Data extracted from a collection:
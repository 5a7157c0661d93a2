//! HTTP utilities for Yandex Cloud REST API calls
//!
//! Bounded retries with a per-attempt timeout, request options (user agent,
//! endpoint override) and status classification.

use crate::config::{ConnectionConfig, DEFAULT_TIMEOUT_SECS};
use crate::error::{truncate_body, truncate_with_note, Error, Result};
use dashmap::DashMap;
use reqwest::header::{HeaderValue, USER_AGENT};
use reqwest::{Client, Request, Response, StatusCode, Url};
use std::sync::Arc;
use std::time::Duration;

/// Maximum length of response body to log (to avoid logging sensitive data)
const MAX_LOG_BODY_LENGTH: usize = 200;

/// Linear backoff step: attempt N is followed by an N x step pause
const RETRY_BACKOFF_STEP: Duration = Duration::from_millis(200);

/// User agent sent when the connection does not configure one
pub const DEFAULT_USER_AGENT: &str = concat!("ycsource/", env!("CARGO_PKG_VERSION"));

/// Sanitize response body for logging
/// Truncates long responses and strips control characters
pub(crate) fn sanitize_for_log(body: &str) -> String {
    truncate_with_note(body, MAX_LOG_BODY_LENGTH).replace(|c: char| c.is_control(), "")
}

/// Whether a status is worth another attempt
pub fn is_retryable_status(status: StatusCode) -> bool {
    status.is_server_error() || status == StatusCode::TOO_MANY_REQUESTS
}

/// HTTP clients keyed by timeout in seconds
///
/// Clients are interchangeable for a given timeout, so a racing duplicate
/// construction just replaces an equivalent entry.
#[derive(Clone, Default)]
pub struct HttpClientCache {
    clients: Arc<DashMap<u64, Client>>,
}

impl HttpClientCache {
    pub fn new() -> Self {
        Self::default()
    }

    /// Get (or build) the client for a timeout; zero means the default
    pub fn client(&self, timeout_secs: u64) -> reqwest::Result<Client> {
        let timeout_secs = if timeout_secs == 0 {
            DEFAULT_TIMEOUT_SECS
        } else {
            timeout_secs
        };

        if let Some(client) = self.clients.get(&timeout_secs) {
            return Ok(client.clone());
        }

        let client = Client::builder()
            .user_agent(DEFAULT_USER_AGENT)
            .timeout(Duration::from_secs(timeout_secs))
            .build()?;
        self.clients.insert(timeout_secs, client.clone());
        Ok(client)
    }

    pub fn len(&self) -> usize {
        self.clients.len()
    }

    pub fn is_empty(&self) -> bool {
        self.clients.is_empty()
    }
}

/// Per-request options taken from the connection config
#[derive(Debug, Clone, Default)]
pub struct RequestOptions {
    user_agent: Option<HeaderValue>,
    endpoint_override: Option<Url>,
}

impl RequestOptions {
    pub fn new(user_agent: Option<&str>, endpoint_override: Option<&str>) -> Self {
        let user_agent = user_agent
            .filter(|ua| !ua.is_empty())
            .and_then(|ua| match HeaderValue::from_str(ua) {
                Ok(value) => Some(value),
                Err(_) => {
                    tracing::warn!("Ignoring user_agent with invalid header characters");
                    None
                },
            });

        let endpoint_override = endpoint_override
            .filter(|eo| !eo.is_empty())
            .and_then(|eo| match Url::parse(eo) {
                Ok(url) if url.has_host() => Some(url),
                _ => {
                    tracing::warn!("Ignoring unparsable endpoint_override: {}", eo);
                    None
                },
            });

        Self {
            user_agent,
            endpoint_override,
        }
    }

    pub fn from_config(config: &ConnectionConfig) -> Self {
        Self::new(config.user_agent(), config.endpoint_override())
    }

    /// Set the user agent and swap scheme + host (path and query are kept)
    pub fn apply(&self, request: &mut Request) {
        if let Some(ref user_agent) = self.user_agent {
            request.headers_mut().insert(USER_AGENT, user_agent.clone());
        }
        if let Some(ref endpoint) = self.endpoint_override {
            apply_endpoint_override(request.url_mut(), endpoint);
        }
    }
}

fn apply_endpoint_override(url: &mut Url, endpoint: &Url) {
    if url.set_scheme(endpoint.scheme()).is_err() {
        tracing::debug!("Cannot switch {} to scheme {}", url, endpoint.scheme());
        return;
    }
    if url.set_host(endpoint.host_str()).is_err() {
        tracing::debug!("Cannot switch {} to host {:?}", url, endpoint.host_str());
        return;
    }
    let _ = url.set_port(endpoint.port());
}

/// Executes requests with bounded retries
#[derive(Clone, Default)]
pub struct HttpExecutor {
    clients: HttpClientCache,
}

impl HttpExecutor {
    pub fn new(clients: HttpClientCache) -> Self {
        Self { clients }
    }

    pub fn clients(&self) -> &HttpClientCache {
        &self.clients
    }

    /// Execute a request, retrying transport failures, 5xx and 429.
    ///
    /// `make_request` is called once per attempt. Any other status is final
    /// and handed back as-is, including 4xx. When every attempt fails the
    /// last failure is returned wrapped in [`Error::Exhausted`].
    pub async fn do_with_retry<F>(
        &self,
        mut make_request: F,
        retry_count: u32,
        timeout_secs: u64,
    ) -> Result<Response>
    where
        F: FnMut() -> Request,
    {
        let retry_count = retry_count.max(1);
        let timeout_secs = if timeout_secs == 0 {
            DEFAULT_TIMEOUT_SECS
        } else {
            timeout_secs
        };
        let client = self.clients.client(timeout_secs).map_err(Error::Client)?;
        let timeout = Duration::from_secs(timeout_secs);

        let mut attempt = 1;
        loop {
            let mut request = make_request();
            *request.timeout_mut() = Some(timeout);

            match execute_once(&client, request, attempt, retry_count).await {
                Ok(response) => return Ok(response),
                Err(err) if attempt < retry_count => {
                    tokio::time::sleep(RETRY_BACKOFF_STEP * attempt).await;
                    tracing::debug!("Retrying after: {}", err);
                    attempt += 1;
                },
                Err(err) => {
                    return Err(Error::Exhausted {
                        attempts: attempt,
                        last: Box::new(err),
                    })
                },
            }
        }
    }
}

/// One attempt; `Err` means the attempt is retryable
async fn execute_once(
    client: &Client,
    request: Request,
    attempt: u32,
    retry_count: u32,
) -> Result<Response> {
    let url = request.url().to_string();
    tracing::debug!("{} {}", request.method(), url);

    let response = match client.execute(request).await {
        Ok(response) => response,
        Err(source) => {
            tracing::error!(
                "HTTP request failed (attempt {}/{}) for {}: {}",
                attempt,
                retry_count,
                url,
                source
            );
            return Err(Error::Transport { url, source });
        },
    };

    let status = response.status();
    if !is_retryable_status(status) {
        return Ok(response);
    }

    let body = response.text().await.unwrap_or_default();
    tracing::error!(
        "HTTP {} (attempt {}/{}) for {}: {}",
        status.as_u16(),
        attempt,
        retry_count,
        url,
        sanitize_for_log(&body)
    );
    Err(Error::Status {
        url,
        status: status.as_u16(),
        body: truncate_body(&body),
    })
}

/// Classify a completed response.
///
/// Statuses listed in `ignore_codes` and any 2xx pass through; everything
/// else consumes the body into an [`Error::Status`].
pub async fn handle_http_error(response: Response, ignore_codes: &[u16]) -> Result<Response> {
    let status = response.status();
    let url = response.url().to_string();

    if ignore_codes.contains(&status.as_u16()) {
        tracing::debug!("HTTP {} ignored for {}", status.as_u16(), url);
        return Ok(response);
    }
    if status.is_success() {
        return Ok(response);
    }

    let body = response.text().await.unwrap_or_default();
    // Security: Only log sanitized/truncated error body to avoid leaking sensitive data
    tracing::error!("API error {} for {}: {}", status.as_u16(), url, sanitize_for_log(&body));
    Err(Error::Status {
        url,
        status: status.as_u16(),
        body: truncate_body(&body),
    })
}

- EXERCISE -
Word for word, write out all of the data above.

- EXERCISE RESULT -
repository 5a7157c0661d93a2
//! HTTP utilities for Yandex Cloud REST API calls
//!
//! Bounded retries with a per-attempt timeout, request options (user agent,
//! endpoint override) and status classification.

use crate::config::{ConnectionConfig, DEFAULT_TIMEOUT_SECS};
use crate::error::{truncate_body, truncate_with_note, Error, Result};
use dashmap::DashMap;
use reqwest::header::{HeaderValue, USER_AGENT};
use reqwest::{Client, Request, Response, StatusCode, Url};
use std::sync::Arc;
use std::time::Duration;

/// Maximum length of response body to log (to avoid logging sensitive data)
const MAX_LOG_BODY_LENGTH: usize = 200;

/// Linear backoff step: attempt N is followed by an N x step pause
const RETRY_BACKOFF_STEP: Duration = Duration::from_millis(200);

/// User agent sent when the connection does not configure one
pub const DEFAULT_USER_AGENT: &str = concat!("ycsource/", env!("CARGO_PKG_VERSION"));

/// Sanitize response body for logging
/// Truncates long responses and strips control characters
pub(crate) fn sanitize_for_log(body: &str) -> String {
    truncate_with_note(body, MAX_LOG_BODY_LENGTH).replace(|c: char| c.is_control(), "")
}

/// Whether a status is worth another attempt
pub fn is_retryable_status(status: StatusCode) -> bool {
    status.is_server_error() || status == StatusCode::TOO_MANY_REQUESTS
}

/// HTTP clients keyed by timeout in seconds
///
/// Clients are interchangeable for a given timeout, so a racing duplicate
/// construction just replaces an equivalent entry.
#[derive(Clone, Default)]
pub struct HttpClientCache {
    clients: Arc<DashMap<u64, Client>>,
}

impl HttpClientCache {
    pub fn new() -> Self {
        Self::default()
    }

    /// Get (or build) the client for a timeout; zero means the default
    pub fn client(&self, timeout_secs: u64) -> reqwest::Result<Client> {
        let timeout_secs = if timeout_secs == 0 {
            DEFAULT_TIMEOUT_SECS
        } else {
            timeout_secs
        };

        if let Some(client) = self.clients.get(&timeout_secs) {
            return Ok(client.clone());
        }

        let client = Client::builder()
            .user_agent(DEFAULT_USER_AGENT)
            .timeout(Duration::from_secs(timeout_secs))
            .build()?;
        self.clients.insert(timeout_secs, client.clone());
        Ok(client)
    }

    pub fn len(&self) -> usize {
        self.clients.len()
    }

    pub fn is_empty(&self) -> bool {
        self.clients.is_empty()
    }
}

/// Per-request options taken from the connection config
#[derive(Debug, Clone, Default)]
pub struct RequestOptions {
    user_agent: Option<HeaderValue>,
    endpoint_override: Option<Url>,
}

impl RequestOptions {
    pub fn new(user_agent: Option<&str>, endpoint_override: Option<&str>) -> Self {
        let user_agent = user_agent
            .filter(|ua| !ua.is_empty())
            .and_then(|ua| match HeaderValue::from_str(ua) {
                Ok(value) => Some(value),
                Err(_) => {
                    tracing::warn!("Ignoring user_agent with invalid header characters");
                    None
                },
            });

        let endpoint_override = endpoint_override
            .filter(|eo| !eo.is_empty())
            .and_then(|eo| match Url::parse(eo) {
                Ok(url) if url.has_host() => Some(url),
                _ => {
                    tracing::warn!("Ignoring unparsable endpoint_override: {}", eo);
                    None
                },
            });

        Self {
            user_agent,
            endpoint_override,
        }
    }

    pub fn from_config(config: &ConnectionConfig) -> Self {
        Self::new(config.user_agent(), config.endpoint_override())
    }

    /// Set the user agent and swap scheme + host (path and query are kept)
    pub fn apply(&self, request: &mut Request) {
        if let Some(ref user_agent) = self.user_agent {
            request.headers_mut().insert(USER_AGENT, user_agent.clone());
        }
        if let Some(ref endpoint) = self.endpoint_override {
            apply_endpoint_override(request.url_mut(), endpoint);
        }
    }
}

fn apply_endpoint_override(url: &mut Url, endpoint: &Url) {
    if url.set_scheme(endpoint.scheme()).is_err() {
        tracing::debug!("Cannot switch {} to scheme {}", url, endpoint.scheme());
        return;
    }
    if url.set_host(endpoint.host_str()).is_err() {
        tracing::debug!("Cannot switch {} to host {:?}", url, endpoint.host_str());
        return;
    }
    let _ = url.set_port(endpoint.port());
}

/// Executes requests with bounded retries
#[derive(Clone, Default)]
pub struct HttpExecutor {
    clients: HttpClientCache,
}

impl HttpExecutor {
    pub fn new(clients: HttpClientCache) -> Self {
        Self { clients }
    }

    pub fn clients(&self) -> &HttpClientCache {
        &self.clients
    }

    /// Execute a request, retrying transport failures, 5xx and 429.
    ///
    /// `make_request` is called once per attempt. Any other status is final
    /// and handed back as-is, including 4xx. When every attempt fails the
    /// last failure is returned wrapped in [`Error::Exhausted`].
    pub async fn do_with_retry<F>(
        &self,
        mut make_request: F,
        retry_count: u32,
        timeout_secs: u64,
    ) -> Result<Response>
    where
        F: FnMut() -> Request,
    {
        let retry_count = retry_count.max(1);
        let timeout_secs = if timeout_secs == 0 {
            DEFAULT_TIMEOUT_SECS
        } else {
            timeout_secs
        };
        let client = self.clients.client(timeout_secs).map_err(Error::Client)?;
        let timeout = Duration::from_secs(timeout_secs);

        let mut attempt = 1;
        loop {
            let mut request = make_request();
            *request.timeout_mut() = Some(timeout);

            match execute_once(&client, request, attempt, retry_count).await {
                Ok(response) => return Ok(response),
                Err(err) if attempt < retry_count => {
                    tokio::time::sleep(RETRY_BACKOFF_STEP * attempt).await;
                    tracing::debug!("Retrying after: {}", err);
                    attempt += 1;
                },
                Err(err) => {
                    return Err(Error::Exhausted {
                        attempts: attempt,
                        last: Box::new(err),
                    })
                },
            }
        }
    }
}

/// One attempt; `Err` means the attempt is retryable
async fn execute_once(
    client: &Client,
    request: Request,
    attempt: u32,
    retry_count: u32,
) -> Result<Response> {
    let url = request.url().to_string();
    tracing::debug!("{} {}", request.method(), url);

    let response = match client.execute(request).await {
        Ok(response) => response,
        Err(source) => {
            tracing::error!(
                "HTTP request failed (attempt {}/{}) for {}: {}",
                attempt,
                retry_count,
                url,
                source
            );
            return Err(Error::Transport { url, source });
        },
    };

    let status = response.status();
    if !is_retryable_status(status) {
        return Ok(response);
    }

    let body = response.text().await.unwrap_or_default();
    tracing::error!(
        "HTTP {} (attempt {}/{}) for {}: {}",
        status.as_u16(),
        attempt,
        retry_count,
        url,
        sanitize_for_log(&body)
    );
    Err(Error::Status {
        url,
        status: status.as_u16(),
        body: truncate_body(&body),
    })
}

/// Classify a completed response.
///
/// Statuses listed in `ignore_codes` and any 2xx pass through; everything
/// else consumes the body into an [`Error::Status`].
pub async fn handle_http_error(response: Response, ignore_codes: &[u16]) -> Result<Response> {
    let status = response.status();
    let url = response.url().to_string();

    if ignore_codes.contains(&status.as_u16()) {
        tracing::debug!("HTTP {} ignored for {}", status.as_u16(), url);
        return Ok(response);
    }
    if status.is_success() {
        return Ok(response);
    }

    let body = response.text().await.unwrap_or_default();
    // Security: Only log sanitized/truncated error body to avoid leaking sensitive data
    tracing::error!("API error {} for {}: {}", status.as_u16(), url, sanitize_for_log(&body));
    Err(Error::Status {
        url,
        status: status.as_u16(),
        body: truncate_body(&body),
    })
}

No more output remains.